**WORK TASK:** Match on the string "Ordering" in the entries below and return every matching line.

■ ■ ■

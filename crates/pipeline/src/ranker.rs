//! Hybrid scoring and ranking of candidate ads.
//!
//! ## Algorithm
//! 1. Drop later duplicates of an `ad_id` (first occurrence wins)
//! 2. Score each remaining ad in parallel:
//!    `0.4 * category_weight + 0.6 * cosine(user_vector, embedding)`
//! 3. Stable sort by score, highest first (ties keep candidate order)
//! 4. Keep the top N

use std::borrow::Cow;
use std::cmp::Ordering;
use std::collections::HashSet;

use data_loader::{Ad, CategoryWeights, EmbeddingVector};
use rayon::prelude::*;
use tracing::{debug, warn};

use crate::similarity::cosine_similarity;
use crate::vector_builder::pad_embeddings;

/// Weight of the normalized category score in the final score
pub const CATEGORY_BLEND_WEIGHT: f32 = 0.4;

/// Weight of the embedding similarity in the final score
pub const EMBEDDING_BLEND_WEIGHT: f32 = 0.6;

pub const DEFAULT_TOP_N: usize = 5;

/// An ad with its final score and the components it came from
#[derive(Debug, Clone, PartialEq)]
pub struct ScoredAd {
    pub ad: Ad,
    pub score: f32,
    pub category_score: f32,
    pub embedding_score: f32,
}

/// Blend a category score and an embedding similarity
pub fn hybrid_score(category_score: f32, embedding_score: f32) -> f32 {
    CATEGORY_BLEND_WEIGHT * category_score + EMBEDDING_BLEND_WEIGHT * embedding_score
}

/// Stable sort by score (descending) and truncate
pub fn sort_and_truncate(scored: &mut Vec<ScoredAd>, top_n: usize) {
    scored.sort_by(|a, b| b.score.partial_cmp(&a.score).unwrap_or(Ordering::Equal));
    scored.truncate(top_n);
}

/// Strip scores, keeping rank order
pub fn into_ads(scored: Vec<ScoredAd>) -> Vec<Ad> {
    scored.into_iter().map(|s| s.ad).collect()
}

/// Ranks candidates by the hybrid score.
#[derive(Debug, Clone, Copy)]
pub struct HybridRanker {
    top_n: usize,
}

impl HybridRanker {
    pub fn new(top_n: usize) -> Self {
        Self { top_n }
    }

    /// Rank `ads` against `user_vector`.
    ///
    /// `embeddings[i]` belongs to `ads[i]`. If fewer embeddings than ads are
    /// given they are zero-padded; with no embeddings at all the result is
    /// empty.
    pub fn rank(
        &self,
        ads: &[Ad],
        embeddings: &[EmbeddingVector],
        user_vector: &[f32],
        category_weights: &CategoryWeights,
    ) -> Vec<ScoredAd> {
        if ads.is_empty() {
            return Vec::new();
        }
        if embeddings.is_empty() {
            warn!("No embeddings for {} candidate ads, nothing to rank", ads.len());
            return Vec::new();
        }

        let embeddings: Cow<'_, [EmbeddingVector]> = if embeddings.len() < ads.len() {
            Cow::Owned(pad_embeddings(embeddings.to_vec(), ads.len()))
        } else {
            Cow::Borrowed(embeddings)
        };

        // Dedup before scoring so a duplicate can never take a slot
        let mut seen = HashSet::new();
        let unique: Vec<(&Ad, &EmbeddingVector)> = ads
            .iter()
            .zip(embeddings.iter())
            .filter(|(ad, _)| seen.insert(ad.ad_id.as_str()))
            .collect();
        if unique.len() < ads.len() {
            debug!("Dropped {} duplicate candidates before ranking", ads.len() - unique.len());
        }

        // Order-preserving parallel scoring
        let mut scored: Vec<ScoredAd> = unique
            .par_iter()
            .map(|(ad, embedding)| {
                let category_score = category_weights.get(&ad.category).copied().unwrap_or(0.0);
                let embedding_score = cosine_similarity(user_vector, embedding);
                ScoredAd {
                    ad: (*ad).clone(),
                    score: hybrid_score(category_score, embedding_score),
                    category_score,
                    embedding_score,
                }
            })
            .collect();

        sort_and_truncate(&mut scored, self.top_n);

        for (rank, s) in scored.iter().enumerate() {
            debug!(
                "#{} {} score={:.4} (category={:.4}, embedding={:.4})",
                rank + 1,
                s.ad.ad_id,
                s.score,
                s.category_score,
                s.embedding_score
            );
        }
        scored
    }

    /// Embedding-only ranking: every category score is 0
    pub fn rank_by_similarity(
        &self,
        ads: &[Ad],
        embeddings: &[EmbeddingVector],
        user_vector: &[f32],
    ) -> Vec<ScoredAd> {
        self.rank(ads, embeddings, user_vector, &CategoryWeights::new())
    }
}

impl Default for HybridRanker {
    fn default() -> Self {
        Self::new(DEFAULT_TOP_N)
    }
}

■ ■ ■

**ANSWER TO THE PROBLEM:**
use std::cmp::Ordering;
    scored.sort_by(|a, b| b.score.partial_cmp(&a.score).unwrap_or(Ordering::Equal));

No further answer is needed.